Greenfield’s shift is part of a natural cycle of entrepreneurship, in which the seat-of-the pants mode of leadership that worked in the startup phase begins to erode as the venture takes on more employees and customers than founders can physically handle. It’s at this point, management experts say, that leaders should shift from the skills-based, reactive approach of “horizontal” leadership to big-picture strategies, known as “vertical” leadership. Vertical leaders step outside the operational fray to do the critical thinking needed for bigger goals and to navigate increasing complexity. It’s a role associated with more traditional command-oriented structures.
Some argue that horizontally led companies are more flexible and collaborative in a fast-paced world. “Not only does horizontal leadership allow the company to scale and grow rapidly; it also fosters creativity, innovation and an environment where everyone feels they can create something and contribute,” says Greg Schott, CEO of MuleSoft, a San Francisco software company valued at $1.5 billion.
The horizontal approach is more egalitarian. It puts leaders on the front lines, builds autonomy, keeps management layers trim and offers feedback from all levels. The Asian style of collective management, for instance, is more horizontal, while Americans emphasize the vertical side and the individual superstar.

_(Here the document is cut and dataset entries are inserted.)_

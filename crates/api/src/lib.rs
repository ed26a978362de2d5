//! HTTP API: bearer authentication, RBAC gates, and the routes they protect.

pub mod app;
pub mod authz;
pub mod config;
pub mod context;
pub mod middleware;

#[cfg(test)]
pub(crate) mod test_support;
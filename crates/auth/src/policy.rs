//! Role -> permission policy.

use std::collections::HashMap;

use crate::{Permission, PermissionSet, Role};

/// Read-only mapping from role to granted permissions.
///
/// `permissions_of` is total: a role without an entry holds nothing.
pub trait PolicyTable: Send + Sync {
    fn permissions_of(&self, role: Role) -> PermissionSet;

    fn grants(&self, role: Role, permission: &Permission) -> bool {
        self.permissions_of(role).contains(permission)
    }
}

/// Policy table fixed at startup.
#[derive(Debug, Clone, PartialEq, Eq)]
pub struct StaticPolicyTable {
    entries: HashMap<Role, PermissionSet>,
}

impl StaticPolicyTable {
    pub fn builder() -> StaticPolicyTableBuilder {
        StaticPolicyTableBuilder::default()
    }

    /// Entries in [`Role::ALL`] order.
    pub fn entries(&self) -> impl Iterator<Item = (Role, PermissionSet)> + '_ {
        Role::ALL
            .into_iter()
            .map(|role| (role, self.permissions_of(role)))
    }
}

impl Default for StaticPolicyTable {
    fn default() -> Self {
        Self::builder()
            .grant(
                Role::Admin,
                [Permission::READ, Permission::WRITE, Permission::DELETE],
            )
            .grant(Role::User, [Permission::READ, Permission::WRITE])
            .grant(Role::Guest, [Permission::READ])
            .build()
    }
}

impl PolicyTable for StaticPolicyTable {
    fn permissions_of(&self, role: Role) -> PermissionSet {
        self.entries.get(&role).cloned().unwrap_or_default()
    }

    fn grants(&self, role: Role, permission: &Permission) -> bool {
        self.entries
            .get(&role)
            .is_some_and(|perms| perms.contains(permission))
    }
}

#[derive(Debug, Default)]
pub struct StaticPolicyTableBuilder {
    entries: HashMap<Role, PermissionSet>,
}

impl StaticPolicyTableBuilder {
    /// Add permissions to a role (cumulative across calls).
    pub fn grant(mut self, role: Role, permissions: impl IntoIterator<Item = Permission>) -> Self {
        self.entries.entry(role).or_default().extend(permissions);
        self
    }

    /// Roles never granted anything get an explicit empty entry.
    pub fn build(mut self) -> StaticPolicyTable {
        for role in Role::ALL {
            self.entries.entry(role).or_default();
        }
        StaticPolicyTable {
            entries: self.entries,
        }
    }
}
//! Environment-driven configuration.

use std::net::SocketAddr;

use thiserror::Error;

const DEV_SECRET: &str = "dev-secret";

#[derive(Debug, Error, Clone, PartialEq, Eq)]
pub enum ConfigError {
    #[error("JWT_SECRET is set but empty")]
    EmptySecret,

    #[error("invalid {name}: {value:?}")]
    Invalid { name: &'static str, value: String },
}

#[derive(Clone, PartialEq, Eq)]
pub struct ApiConfig {
    pub bind_addr: SocketAddr,
    pub jwt_secret: String,
    /// Seconds a token is still accepted past its `exp`.
    pub jwt_leeway_secs: u64,
}

impl ApiConfig {
    /// Read `JWT_SECRET`, `BIND_ADDR` and `JWT_LEEWAY_SECS` from the process environment.
    pub fn from_env() -> Result<Self, ConfigError> {
        Self::from_lookup(|key| std::env::var(key).ok())
    }

    pub fn from_lookup(lookup: impl Fn(&str) -> Option<String>) -> Result<Self, ConfigError> {
        let jwt_secret = match lookup("JWT_SECRET") {
            Some(secret) if secret.is_empty() => return Err(ConfigError::EmptySecret),
            Some(secret) => secret,
            None => {
                tracing::warn!("JWT_SECRET not set; using insecure dev default");
                DEV_SECRET.to_string()
            }
        };

        let bind_addr = match lookup("BIND_ADDR") {
            Some(raw) => raw.parse().map_err(|_| ConfigError::Invalid {
                name: "BIND_ADDR",
                value: raw,
            })?,
            None => SocketAddr::from(([0, 0, 0, 0], 8080)),
        };

        let jwt_leeway_secs = match lookup("JWT_LEEWAY_SECS") {
            Some(raw) => raw.parse().map_err(|_| ConfigError::Invalid {
                name: "JWT_LEEWAY_SECS",
                value: raw,
            })?,
            None => 0,
        };

        Ok(Self {
            bind_addr,
            jwt_secret,
            jwt_leeway_secs,
        })
    }
}

impl core::fmt::Debug for ApiConfig {
    fn fmt(&self, f: &mut core::fmt::Formatter<'_>) -> core::fmt::Result {
        f.debug_struct("ApiConfig")
            .field("bind_addr", &self.bind_addr)
            .field("jwt_secret", &"<redacted>")
            .field("jwt_leeway_secs", &self.jwt_leeway_secs)
            .finish()
    }
}
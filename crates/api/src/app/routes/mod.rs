pub mod rbac;
pub mod system;
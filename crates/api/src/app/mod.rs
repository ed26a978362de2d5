//! HTTP API application wiring (Axum router + shared state).
//!
//! - `routes/`: HTTP handlers (one file per area)
//! - `errors.rs`: auth rejections and JSON error bodies

use std::sync::Arc;

use axum::{middleware::from_fn_with_state, routing::get, Router};

use storefront_auth::{
    CredentialStore, Hs256Verifier, Permission, PolicyTable, Role, StaticPolicyTable,
    StaticSecret, TokenVerifier,
};

use crate::authz::{self, PermissionGate, RoleGate};
use crate::config::ApiConfig;
use crate::middleware::{self, AuthState};

pub mod errors;
pub mod routes;

/// Process-wide collaborators; read-only once the router is built.
#[derive(Clone)]
pub struct AppState {
    pub verifier: Arc<dyn TokenVerifier>,
    pub policy: Arc<dyn PolicyTable>,
    pub credentials: Arc<dyn CredentialStore>,
}

impl AppState {
    pub fn new(
        verifier: Arc<dyn TokenVerifier>,
        policy: Arc<dyn PolicyTable>,
        credentials: Arc<dyn CredentialStore>,
    ) -> Self {
        Self {
            verifier,
            policy,
            credentials,
        }
    }

    /// HS256 verifier over the configured secret and the default policy table.
    pub fn from_config(config: &ApiConfig, credentials: Arc<dyn CredentialStore>) -> Self {
        let verifier = Hs256Verifier::new(StaticSecret::new(config.jwt_secret.clone()))
            .with_leeway(config.jwt_leeway_secs);

        Self::new(
            Arc::new(verifier),
            Arc::new(StaticPolicyTable::default()),
            credentials,
        )
    }
}

/// Build the full HTTP router (public entrypoint used by `main.rs`).
pub fn build_app(state: AppState) -> Router {
    let auth_state = AuthState::new(state.verifier.clone());

    let admin = Router::new()
        .route("/rbac/roles", get(routes::rbac::list_roles))
        .route(
            "/rbac/roles/:name",
            get(routes::rbac::get_role).route_layer(from_fn_with_state(
                PermissionGate::new(Permission::READ, state.policy.clone()),
                authz::require_permission,
            )),
        )
        .route_layer(from_fn_with_state(
            RoleGate::new([Role::Admin]),
            authz::require_role,
        ));

    // Protected routes: identity must be bound before any gate runs.
    let protected = Router::new()
        .route("/whoami", get(routes::system::whoami))
        .route("/me", get(routes::system::me))
        .route("/rbac/explain", get(routes::rbac::explain))
        .nest("/admin", admin)
        .route_layer(from_fn_with_state(auth_state, middleware::authenticate));

    Router::new()
        .route("/health", get(routes::system::health))
        .merge(protected)
        .with_state(state)
}
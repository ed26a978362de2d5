use std::sync::Arc;

use anyhow::Context;

use storefront_api::app::{build_app, AppState};
use storefront_api::config::ApiConfig;
use storefront_auth::InMemoryCredentialStore;

#[tokio::main]
async fn main() -> anyhow::Result<()> {
    storefront_observability::init();

    let config = ApiConfig::from_env().context("invalid configuration")?;
    tracing::info!(?config, "starting storefront-api");

    // Empty until users are inserted; `/me` answers 404 for unknown subjects.
    let credentials = Arc::new(InMemoryCredentialStore::new());
    let app = build_app(AppState::from_config(&config, credentials));

    let listener = tokio::net::TcpListener::bind(config.bind_addr)
        .await
        .with_context(|| format!("failed to bind {}", config.bind_addr))?;

    tracing::info!("listening on {}", listener.local_addr()?);

    axum::serve(listener, app).await?;
    Ok(())
}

Vertical leaders are the visionaries who fire up the troops and guide the team to the promised land of growing horizons. Almost all the fabled entrepreneurial leaders are vertical types: Steve Jobs, Richard Branson, Steve Case. Horizontal leaders are so immersed in day-to-day operations that they seldom rise to public notoriety.
So which approach is better? It’s no mystery to management scholars. “Unless you make the switch to vertical leadership, you can’t grow the company into a major enterprise,” says George Haley, director of the Center for International Industry Competitiveness at the University of New Haven.
“Very few entrepreneurs can scale the companies they’ve founded and cannot, therefore, transition to vertical leadership,” says Stephen Andriole, Thomas G. Labrecque professor of business at Villanova University. “Many of the ones I’ve worked with mock org charts as old-school, even though their customers, investors, suppliers and channel partners cannot function without clean organization charts that make it crystal clear who’s in charge, accountable and responsible.”
The real goal, experts say, should be a mix of both styles of leadership among multiple people. “Skill-building in an ongoing way or creating an organization full of people who are continually learning is a necessity in the 24-hour global business climate. Looking up and out or thinking long term is also a necessity,” says Karissa Thacker, a psychologist and management consultant at Strategic Performance Solutions.
Nick Petrie, a consultant at the Center for Creative Leadership, agrees. “The most successful and fastest-growing entrepreneurs are the ones getting vertical and horizontal growth at the same time,” he says. “My experience is that entrepreneurs who choose one type of growth over the other go out of business.”
One way leaders can expand beyond horizontal thinking and begin to bring vertical perspective to the fore, Thacker says, is to build in two 15-minute deep-thinking sessions a day to plan and ask critical questions: What’s the most important thing the company needs to accomplish today? This week? What’s going on in our market and with our customers? Then: What should we be paying attention to internally?
Don’t think you don’t have time. Greenfield used to think he didn’t. Now, he says, “I’m thinking like a real executive -- long term.”